[Saved entries]
━━━━━━
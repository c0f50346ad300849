//! This file defines the review-analyser binary entry point.

use review_analyser::app;
use review_analyser::app_state::AppState;
use review_analyser::cli;
use review_analyser::metrics;
use review_analyser::review_store;
use review_analyser::server;
use review_analyser::tracing;

use std::process::exit;

/// Application entry point
#[tokio::main]
async fn main() {
    let args = cli::parse();
    tracing::init_tracing();
    if args.enable_metrics {
        if let Err(err) = metrics::register_metrics() {
            ::tracing::error!("Failed to register metrics: {}", err);
            exit(1)
        }
    }
    let reviews = match review_store::load_reviews(&args.reviews_file) {
        Ok(reviews) => reviews,
        Err(err) => {
            ::tracing::error!("{}", err);
            if let Some(source) = std::error::Error::source(&err) {
                ::tracing::error!("Caused by: {}", source);
            }
            exit(1)
        }
    };
    let service = app::service(AppState::new(&args, reviews));
    server::serve(&args, service).await;
}
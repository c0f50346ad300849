//! Command Line Interface (CLI) arguments.

use clap::Parser;
use std::path::PathBuf;

/// Review analyser command line interface
#[derive(Clone, Debug, Parser)]
pub struct CommandLineArgs {
    /// The IP address on which the server should listen
    #[arg(long, default_value = "0.0.0.0", env = "REVIEW_ANALYSER_HOST")]
    pub host: String,
    /// The port to which the server should bind
    #[arg(long, default_value_t = 8000, env = "PORT")]
    pub port: u16,
    /// Path to the CSV file of reviews loaded at startup
    #[arg(
        long,
        default_value = "data/reviews.csv",
        env = "REVIEW_ANALYSER_REVIEWS_FILE"
    )]
    pub reviews_file: PathBuf,
    /// Flag indicating whether HTTPS should be used
    #[arg(long, default_value_t = false, env = "REVIEW_ANALYSER_HTTPS")]
    pub https: bool,
    /// Path to the certificate file to be used for HTTPS encryption
    #[arg(
        long,
        default_value = "~/.config/review-analyser/certs/cert.pem",
        env = "REVIEW_ANALYSER_CERT_FILE"
    )]
    pub cert_file: String,
    /// Path to the key file to be used for HTTPS encryption
    #[arg(
        long,
        default_value = "~/.config/review-analyser/certs/key.pem",
        env = "REVIEW_ANALYSER_KEY_FILE"
    )]
    pub key_file: String,
    /// Maximum time in seconds to wait for requests to complete upon receiving `ctrl+c` signal.
    #[arg(long, default_value_t = 60, env = "REVIEW_ANALYSER_SHUTDOWN_TIMEOUT")]
    pub graceful_shutdown_timeout: u64,
    /// Whether to memoise sentiment scores of review bodies.
    #[arg(long, default_value_t = false, env = "REVIEW_ANALYSER_SENTIMENT_CACHE")]
    pub sentiment_cache: bool,
    /// Whether to expose Prometheus metrics at `/metrics`.
    #[arg(long, default_value_t = false, env = "REVIEW_ANALYSER_ENABLE_METRICS")]
    pub enable_metrics: bool,
}

/// Returns parsed command line arguments.
pub fn parse() -> CommandLineArgs {
    CommandLineArgs::parse()
}
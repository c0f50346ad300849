//! Sentiment scoring of review text

use crate::models::Sentiment;

use cached::{Cached, UnboundCache};
use std::collections::HashMap;
use std::sync::{Mutex, PoisonError};
use vader_sentiment::SentimentIntensityAnalyzer;

/// Scores the sentiment of a piece of text.
///
/// Implementations must be pure: the same text always yields the same scores.
pub trait SentimentScorer: Send + Sync {
    /// Returns the sentiment scores of `text`.
    fn score(&self, text: &str) -> Sentiment;
}

impl Sentiment {
    /// Build a [Sentiment] from VADER polarity scores. Missing keys score zero.
    pub fn from_polarity_scores(scores: &HashMap<&str, f64>) -> Self {
        let get = |key: &str| scores.get(key).copied().unwrap_or_default();
        Sentiment {
            compound: get("compound"),
            pos: get("pos"),
            neu: get("neu"),
            neg: get("neg"),
        }
    }
}

/// Lexicon-based scorer backed by the VADER sentiment analyser.
pub struct VaderScorer {
    analyzer: SentimentIntensityAnalyzer<'static>,
}

impl VaderScorer {
    /// Returns a new VaderScorer using the bundled VADER lexicon.
    pub fn new() -> Self {
        Self {
            analyzer: SentimentIntensityAnalyzer::new(),
        }
    }
}

impl Default for VaderScorer {
    fn default() -> Self {
        Self::new()
    }
}

impl SentimentScorer for VaderScorer {
    fn score(&self, text: &str) -> Sentiment {
        Sentiment::from_polarity_scores(&self.analyzer.polarity_scores(text))
    }
}

/// Memoising wrapper around another [SentimentScorer].
///
/// Scores are keyed by the MD5 digest of the text. Review bodies never change once stored, so
/// a cached score is always the score the wrapped scorer would return.
pub struct CachedScorer<S> {
    inner: S,
    cache: Mutex<UnboundCache<[u8; 16], Sentiment>>,
}

impl<S: SentimentScorer> CachedScorer<S> {
    /// Returns a new CachedScorer wrapping `inner`.
    pub fn new(inner: S) -> Self {
        Self {
            inner,
            cache: Mutex::new(UnboundCache::new()),
        }
    }

    /// Number of distinct texts scored so far.
    pub fn len(&self) -> usize {
        self.cache
            .lock()
            .unwrap_or_else(PoisonError::into_inner)
            .cache_size()
    }

    /// Returns whether nothing has been scored yet.
    pub fn is_empty(&self) -> bool {
        self.len() == 0
    }
}

impl<S: SentimentScorer> SentimentScorer for CachedScorer<S> {
    fn score(&self, text: &str) -> Sentiment {
        let key = md5::compute(text).0;
        let cached = self
            .cache
            .lock()
            .unwrap_or_else(PoisonError::into_inner)
            .cache_get(&key)
            .copied();
        if let Some(sentiment) = cached {
            return sentiment;
        }
        // Score without holding the lock.
        let sentiment = self.inner.score(text);
        self.cache
            .lock()
            .unwrap_or_else(PoisonError::into_inner)
            .cache_set(key, sentiment);
        sentiment
    }
}

#[cfg(test)]
mod tests {
    use super::*;
    use crate::test_utils::FixedScorer;

    #[test]
    fn from_polarity_scores() {
        let scores = HashMap::from([("neg", 0.1), ("neu", 0.2), ("pos", 0.7), ("compound", 0.6)]);
        let sentiment = Sentiment::from_polarity_scores(&scores);
        assert_eq!(
            Sentiment {
                compound: 0.6,
                pos: 0.7,
                neu: 0.2,
                neg: 0.1
            },
            sentiment
        );
    }

    #[test]
    fn from_polarity_scores_missing_keys() {
        let scores = HashMap::from([("compound", -0.3)]);
        let sentiment = Sentiment::from_polarity_scores(&scores);
        assert_eq!(-0.3, sentiment.compound);
        assert_eq!(0.0, sentiment.pos);
    }

    #[test]
    fn vader_positive() {
        let sentiment = VaderScorer::new().score("Great service, the staff were wonderful!");
        assert!(sentiment.compound > 0.5, "{sentiment:?}");
        assert!(sentiment.pos > sentiment.neg, "{sentiment:?}");
    }

    #[test]
    fn vader_negative() {
        let sentiment = VaderScorer::new().score("Terrible food and awful, rude staff.");
        assert!(sentiment.compound < -0.5, "{sentiment:?}");
        assert!(sentiment.neg > sentiment.pos, "{sentiment:?}");
    }

    #[test]
    fn vader_scores_in_range() {
        let scorer = VaderScorer::new();
        for text in ["ok", "The table was by the window.", "not bad at all", "I hate it"] {
            let sentiment = scorer.score(text);
            assert!((-1.0..=1.0).contains(&sentiment.compound), "{text}: {sentiment:?}");
            for proportion in [sentiment.pos, sentiment.neu, sentiment.neg] {
                assert!((0.0..=1.0).contains(&proportion), "{text}: {sentiment:?}");
            }
        }
    }

    #[test]
    fn vader_is_deterministic() {
        let scorer = VaderScorer::new();
        assert_eq!(scorer.score("Great service"), scorer.score("Great service"));
    }

    #[test]
    fn cached_scorer_matches_inner() {
        let scorer = CachedScorer::new(FixedScorer::new(&[("good", 0.5), ("bad", -0.5)]));
        assert!(scorer.is_empty());
        assert_eq!(0.5, scorer.score("good").compound);
        assert_eq!(-0.5, scorer.score("bad").compound);
        assert_eq!(0.5, scorer.score("good").compound);
        assert_eq!(2, scorer.len());
    }

    #[test]
    fn cached_vader_matches_vader() {
        let vader = VaderScorer::new();
        let cached = CachedScorer::new(VaderScorer::new());
        for text in ["Great service", "Terrible food", "Great service"] {
            assert_eq!(vader.score(text), cached.score(text));
        }
        assert_eq!(2, cached.len());
    }
}
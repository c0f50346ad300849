//! This crate provides a small HTTP service that holds customer reviews in memory and returns
//! them ranked by sentiment.
//!
//! Reviews are seeded from a CSV file at startup and new ones are accepted as url-encoded forms.
//! A single endpoint answers on every path:
//!
//! * `GET` returns reviews, optionally filtered by `location`, `start_date` and `end_date`
//!   (`YYYY-MM-DD`), each with VADER sentiment scores and sorted by descending compound score.
//! * `POST` validates a `Location` and `ReviewBody`, assigns an identifier and timestamp, and
//!   stores the review.
//! * Any other method receives `405 Method Not Allowed`.
//!
//! The service is built on top of a number of open source components.
//!
//! * [Tokio](tokio), the most popular asynchronous Rust runtime.
//! * [Axum](axum) web framework, built by the Tokio team, on top of the [hyper] HTTP library.
//! * [Serde](serde) performs (de)serialisation of form, query and JSON data, and [csv] reads the
//!   bulk review file.
//! * [vader_sentiment] scores review text with the VADER lexicon.

pub mod app;
pub mod app_state;
pub mod cli;
pub mod error;
pub mod metrics;
pub mod models;
pub mod query;
pub mod review_store;
pub mod sentiment;
pub mod server;
#[cfg(test)]
pub mod test_utils;
pub mod tracing;
pub mod validated_form;
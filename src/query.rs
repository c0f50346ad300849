//! Filtering and ranking of reviews for the read path

use crate::error::ReviewError;
use crate::models::{Review, ReviewQuery, ScoredReview, DATE_FORMAT};
use crate::sentiment::SentimentScorer;

use chrono::{NaiveDate, NaiveDateTime, NaiveTime};
use strum_macros::Display;

/// Which end of the date range a query parameter bounds
#[derive(Clone, Copy, Debug, Display, PartialEq, Eq)]
pub enum DateBound {
    /// `start_date`, inclusive
    #[strum(serialize = "start_date")]
    Start,
    /// `end_date`, inclusive
    #[strum(serialize = "end_date")]
    End,
}

impl DateBound {
    /// Parse a `YYYY-MM-DD` date into the midnight at the start of that day.
    ///
    /// The year must be four digits. Month and day may drop their leading zero. Signs and
    /// surrounding whitespace are rejected.
    pub fn parse(self, date: &str) -> Result<NaiveDateTime, ReviewError> {
        if !has_date_shape(date) {
            return Err(ReviewError::InvalidDate { bound: self });
        }
        NaiveDate::parse_from_str(date, DATE_FORMAT)
            .map(|date| date.and_time(NaiveTime::MIN))
            .map_err(|_| ReviewError::InvalidDate { bound: self })
    }
}

/// Returns whether `date` is three dash-separated runs of ASCII digits of lengths 4, 1-2 and 1-2.
fn has_date_shape(date: &str) -> bool {
    let digits = |part: &str, lengths: std::ops::RangeInclusive<usize>| {
        lengths.contains(&part.len()) && part.bytes().all(|b| b.is_ascii_digit())
    };
    let mut parts = date.split('-');
    match (parts.next(), parts.next(), parts.next(), parts.next()) {
        (Some(year), Some(month), Some(day), None) => {
            digits(year, 4..=4) && digits(month, 1..=2) && digits(day, 1..=2)
        }
        _ => false,
    }
}

/// Criteria a review must satisfy to be returned by the read path
///
/// Both date bounds are midnight of the given day, so a review written later on the `end_date`
/// day falls outside the range.
#[derive(Clone, Debug, Default, PartialEq)]
pub struct ReviewFilter {
    location: Option<String>,
    start: Option<NaiveDateTime>,
    end: Option<NaiveDateTime>,
}

impl ReviewFilter {
    /// Build a filter from query parameters.
    ///
    /// Empty parameters are ignored. `start_date` is parsed before `end_date`, so when both are
    /// malformed the error names `start_date`.
    pub fn from_query(query: &ReviewQuery) -> Result<Self, ReviewError> {
        let start = non_empty(&query.start_date)
            .map(|date| DateBound::Start.parse(date))
            .transpose()?;
        let end = non_empty(&query.end_date)
            .map(|date| DateBound::End.parse(date))
            .transpose()?;
        Ok(ReviewFilter {
            location: non_empty(&query.location).map(str::to_string),
            start,
            end,
        })
    }

    /// Returns whether a review satisfies every criterion of this filter.
    pub fn matches(&self, review: &Review) -> bool {
        if let Some(location) = &self.location {
            if review.location != *location {
                return false;
            }
        }
        if let Some(start) = self.start {
            if review.timestamp < start {
                return false;
            }
        }
        if let Some(end) = self.end {
            if review.timestamp > end {
                return false;
            }
        }
        true
    }
}

fn non_empty(value: &Option<String>) -> Option<&str> {
    value.as_deref().filter(|value| !value.is_empty())
}

/// Score every review and order them by descending compound sentiment.
///
/// The sort is stable: reviews with equal compound scores keep their store order.
pub fn rank<I>(reviews: I, scorer: &dyn SentimentScorer) -> Vec<ScoredReview>
where
    I: IntoIterator<Item = Review>,
{
    let mut scored: Vec<ScoredReview> = reviews
        .into_iter()
        .map(|review| {
            let sentiment = scorer.score(&review.review_body);
            ScoredReview::new(review, sentiment)
        })
        .collect();
    scored.sort_by(|a, b| b.sentiment.compound.total_cmp(&a.sentiment.compound));
    scored
}

/// Apply a filter to a snapshot of the store and rank the survivors.
pub fn filter_and_rank(
    reviews: Vec<Review>,
    filter: &ReviewFilter,
    scorer: &dyn SentimentScorer,
) -> Vec<ScoredReview> {
    rank(
        reviews.into_iter().filter(|review| filter.matches(review)),
        scorer,
    )
}
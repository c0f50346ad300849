//! In-memory, append-only review storage

use crate::error::LoadError;
use crate::models::Review;

use hashbrown::HashSet;
use std::io;
use std::path::Path;
use std::sync::Arc;
use tokio::sync::RwLock;
use tracing::{info, warn};

/// Shared handle to the collection of reviews.
///
/// Clones refer to the same underlying storage. Reviews are only ever appended; nothing is
/// updated or removed for the lifetime of the store.
#[derive(Clone, Debug, Default)]
pub struct ReviewStore {
    reviews: Arc<RwLock<Vec<Review>>>,
}

impl ReviewStore {
    /// Returns a new ReviewStore seeded with `reviews`.
    pub fn new(reviews: Vec<Review>) -> Self {
        Self {
            reviews: Arc::new(RwLock::new(reviews)),
        }
    }

    /// Returns a snapshot of every review, in insertion order.
    pub async fn all(&self) -> Vec<Review> {
        self.reviews.read().await.clone()
    }

    /// Append a review to the end of the store.
    pub async fn append(&self, review: Review) {
        self.reviews.write().await.push(review);
    }

    /// Number of reviews held.
    pub async fn len(&self) -> usize {
        self.reviews.read().await.len()
    }

    /// Returns whether the store holds no reviews.
    pub async fn is_empty(&self) -> bool {
        self.reviews.read().await.is_empty()
    }
}

/// Load reviews from a CSV file with a header row.
///
/// Columns are matched by name (`ReviewId`, `Location`, `Timestamp`, `ReviewBody`) and any other
/// columns are ignored. Locations are taken as-is, but every timestamp must parse.
///
/// # Arguments
///
/// * `path`: Path to the CSV file
pub fn load_reviews(path: &Path) -> Result<Vec<Review>, LoadError> {
    let reader = csv::Reader::from_path(path).map_err(|source| LoadError::Open {
        path: path.to_path_buf(),
        source,
    })?;
    let reviews = read_reviews(reader).map_err(|source| LoadError::Record {
        path: path.to_path_buf(),
        source,
    })?;
    info!("Loaded {} reviews from {}", reviews.len(), path.display());
    Ok(reviews)
}

/// Read reviews from any source of CSV data with a header row.
pub fn read_reviews<R: io::Read>(mut reader: csv::Reader<R>) -> Result<Vec<Review>, csv::Error> {
    let reviews = reader
        .deserialize()
        .collect::<Result<Vec<Review>, csv::Error>>()?;
    warn_duplicate_ids(&reviews);
    Ok(reviews)
}

fn warn_duplicate_ids(reviews: &[Review]) {
    let mut seen = HashSet::with_capacity(reviews.len());
    for review in reviews {
        if !seen.insert(review.review_id.as_str()) {
            warn!("Duplicate ReviewId {} in bulk review data", review.review_id);
        }
    }
}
━━━━━━
* Aim of the exercise:
The line with "data with a header row." through the last line of the data: write these out exactly, and no others.

* Solution to the exercise:
/// Read reviews from any source of CSV data with a header row.
pub fn read_reviews<R: io::Read>(mut reader: csv::Reader<R>) -> Result<Vec<Review>, csv::Error> {
    let reviews = reader
        .deserialize()
        .collect::<Result<Vec<Review>, csv::Error>>()?;
    warn_duplicate_ids(&reviews);
    Ok(reviews)
}

fn warn_duplicate_ids(reviews: &[Review]) {
    let mut seen = HashSet::with_capacity(reviews.len());
    for review in reviews {
        if !seen.insert(review.review_id.as_str()) {
            warn!("Duplicate ReviewId {} in bulk review data", review.review_id);
        }
    }
}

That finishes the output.